### What is being asked
Only one stretch of the records below should be repeated. It starts with the line containing "pub const BIRTH_KEY: &'static" and goes on through the line containing "pub fn save<S: PreferenceStore", exactly as written.

[Collected data entries]
━━━━━━
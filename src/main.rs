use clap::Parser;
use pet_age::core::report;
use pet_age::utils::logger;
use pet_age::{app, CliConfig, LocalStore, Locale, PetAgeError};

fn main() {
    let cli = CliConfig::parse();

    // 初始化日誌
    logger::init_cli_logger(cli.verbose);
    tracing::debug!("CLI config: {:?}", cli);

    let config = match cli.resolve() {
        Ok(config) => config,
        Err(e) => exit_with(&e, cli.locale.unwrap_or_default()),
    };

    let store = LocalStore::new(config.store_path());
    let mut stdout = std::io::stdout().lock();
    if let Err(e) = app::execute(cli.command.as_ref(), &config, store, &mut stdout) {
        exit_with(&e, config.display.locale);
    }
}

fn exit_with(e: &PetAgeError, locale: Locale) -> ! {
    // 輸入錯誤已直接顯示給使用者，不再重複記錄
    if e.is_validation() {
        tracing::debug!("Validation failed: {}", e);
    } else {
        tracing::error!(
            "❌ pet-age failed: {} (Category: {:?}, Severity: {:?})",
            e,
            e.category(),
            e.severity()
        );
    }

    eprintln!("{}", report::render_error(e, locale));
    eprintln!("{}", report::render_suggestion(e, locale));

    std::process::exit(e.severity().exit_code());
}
━━━━━━
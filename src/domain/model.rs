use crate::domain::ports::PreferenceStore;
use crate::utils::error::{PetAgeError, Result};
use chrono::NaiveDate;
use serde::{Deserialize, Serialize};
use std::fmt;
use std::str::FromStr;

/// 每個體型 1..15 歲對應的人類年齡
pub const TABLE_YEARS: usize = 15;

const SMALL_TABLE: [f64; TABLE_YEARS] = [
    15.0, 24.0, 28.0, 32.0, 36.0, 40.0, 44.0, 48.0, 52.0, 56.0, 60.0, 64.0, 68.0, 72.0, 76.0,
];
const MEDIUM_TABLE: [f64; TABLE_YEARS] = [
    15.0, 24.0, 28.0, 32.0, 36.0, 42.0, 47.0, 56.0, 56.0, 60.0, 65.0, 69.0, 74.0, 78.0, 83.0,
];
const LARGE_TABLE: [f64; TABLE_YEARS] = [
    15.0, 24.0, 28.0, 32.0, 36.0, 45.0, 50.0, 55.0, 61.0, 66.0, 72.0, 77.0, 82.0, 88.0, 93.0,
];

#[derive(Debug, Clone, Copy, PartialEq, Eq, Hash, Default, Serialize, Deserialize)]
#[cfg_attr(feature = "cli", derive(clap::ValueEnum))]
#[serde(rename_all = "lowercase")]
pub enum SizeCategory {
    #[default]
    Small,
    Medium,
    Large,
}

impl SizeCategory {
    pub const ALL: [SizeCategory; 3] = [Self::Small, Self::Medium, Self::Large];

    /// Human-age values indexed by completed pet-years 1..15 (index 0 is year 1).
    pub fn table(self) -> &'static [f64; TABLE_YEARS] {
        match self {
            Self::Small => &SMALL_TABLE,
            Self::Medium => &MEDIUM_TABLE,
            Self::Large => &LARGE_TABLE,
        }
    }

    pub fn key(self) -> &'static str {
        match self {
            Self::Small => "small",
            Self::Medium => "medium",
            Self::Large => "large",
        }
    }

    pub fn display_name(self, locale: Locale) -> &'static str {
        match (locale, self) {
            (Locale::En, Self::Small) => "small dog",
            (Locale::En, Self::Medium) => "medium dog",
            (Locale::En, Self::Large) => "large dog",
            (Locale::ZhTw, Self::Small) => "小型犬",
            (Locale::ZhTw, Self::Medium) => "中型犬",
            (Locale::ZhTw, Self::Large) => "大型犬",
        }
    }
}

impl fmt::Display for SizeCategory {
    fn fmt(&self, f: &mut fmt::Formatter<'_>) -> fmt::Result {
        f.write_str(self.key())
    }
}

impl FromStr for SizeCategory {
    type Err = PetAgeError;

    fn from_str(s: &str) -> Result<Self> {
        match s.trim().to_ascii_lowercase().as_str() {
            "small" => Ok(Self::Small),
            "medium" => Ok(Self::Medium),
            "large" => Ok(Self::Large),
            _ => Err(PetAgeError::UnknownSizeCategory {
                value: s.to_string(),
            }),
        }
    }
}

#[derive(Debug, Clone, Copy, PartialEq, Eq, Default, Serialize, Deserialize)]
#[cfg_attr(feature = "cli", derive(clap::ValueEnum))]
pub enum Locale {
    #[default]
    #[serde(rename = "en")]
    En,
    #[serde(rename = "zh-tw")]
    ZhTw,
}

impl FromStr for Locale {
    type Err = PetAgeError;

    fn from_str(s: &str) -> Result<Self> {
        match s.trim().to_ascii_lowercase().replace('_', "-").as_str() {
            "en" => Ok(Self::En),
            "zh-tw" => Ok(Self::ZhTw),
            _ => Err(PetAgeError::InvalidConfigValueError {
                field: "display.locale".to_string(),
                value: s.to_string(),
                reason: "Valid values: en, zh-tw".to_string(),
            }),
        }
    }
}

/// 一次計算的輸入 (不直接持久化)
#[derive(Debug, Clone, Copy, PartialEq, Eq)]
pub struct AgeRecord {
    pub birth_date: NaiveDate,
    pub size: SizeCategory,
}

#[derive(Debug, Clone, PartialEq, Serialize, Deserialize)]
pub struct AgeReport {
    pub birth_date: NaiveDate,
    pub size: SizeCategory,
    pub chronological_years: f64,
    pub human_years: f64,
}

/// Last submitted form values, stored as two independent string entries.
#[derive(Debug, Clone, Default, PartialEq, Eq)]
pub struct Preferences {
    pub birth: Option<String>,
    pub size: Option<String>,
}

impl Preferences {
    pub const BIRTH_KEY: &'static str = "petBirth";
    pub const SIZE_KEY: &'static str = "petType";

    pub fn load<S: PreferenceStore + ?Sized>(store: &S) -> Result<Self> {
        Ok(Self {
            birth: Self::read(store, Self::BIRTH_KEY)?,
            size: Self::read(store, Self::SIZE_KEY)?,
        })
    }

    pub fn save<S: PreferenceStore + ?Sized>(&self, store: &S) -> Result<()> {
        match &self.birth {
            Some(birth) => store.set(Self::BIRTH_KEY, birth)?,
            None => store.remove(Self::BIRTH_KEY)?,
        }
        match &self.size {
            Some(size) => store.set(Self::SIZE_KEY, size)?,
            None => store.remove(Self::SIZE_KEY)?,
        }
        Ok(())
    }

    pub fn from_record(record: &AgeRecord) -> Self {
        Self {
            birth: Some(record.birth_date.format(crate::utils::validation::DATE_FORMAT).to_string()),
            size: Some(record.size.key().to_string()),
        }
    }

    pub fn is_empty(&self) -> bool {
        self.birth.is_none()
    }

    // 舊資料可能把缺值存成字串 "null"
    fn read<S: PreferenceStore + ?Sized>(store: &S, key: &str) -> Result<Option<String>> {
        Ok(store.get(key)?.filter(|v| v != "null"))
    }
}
━━━━━━
### Written reply
    pub const BIRTH_KEY: &'static str = "petBirth";
    pub const SIZE_KEY: &'static str = "petType";

    pub fn load<S: PreferenceStore + ?Sized>(store: &S) -> Result<Self> {
        Ok(Self {
            birth: Self::read(store, Self::BIRTH_KEY)?,
            size: Self::read(store, Self::SIZE_KEY)?,
        })
    }

    pub fn save<S: PreferenceStore + ?Sized>(&self, store: &S) -> Result<()> {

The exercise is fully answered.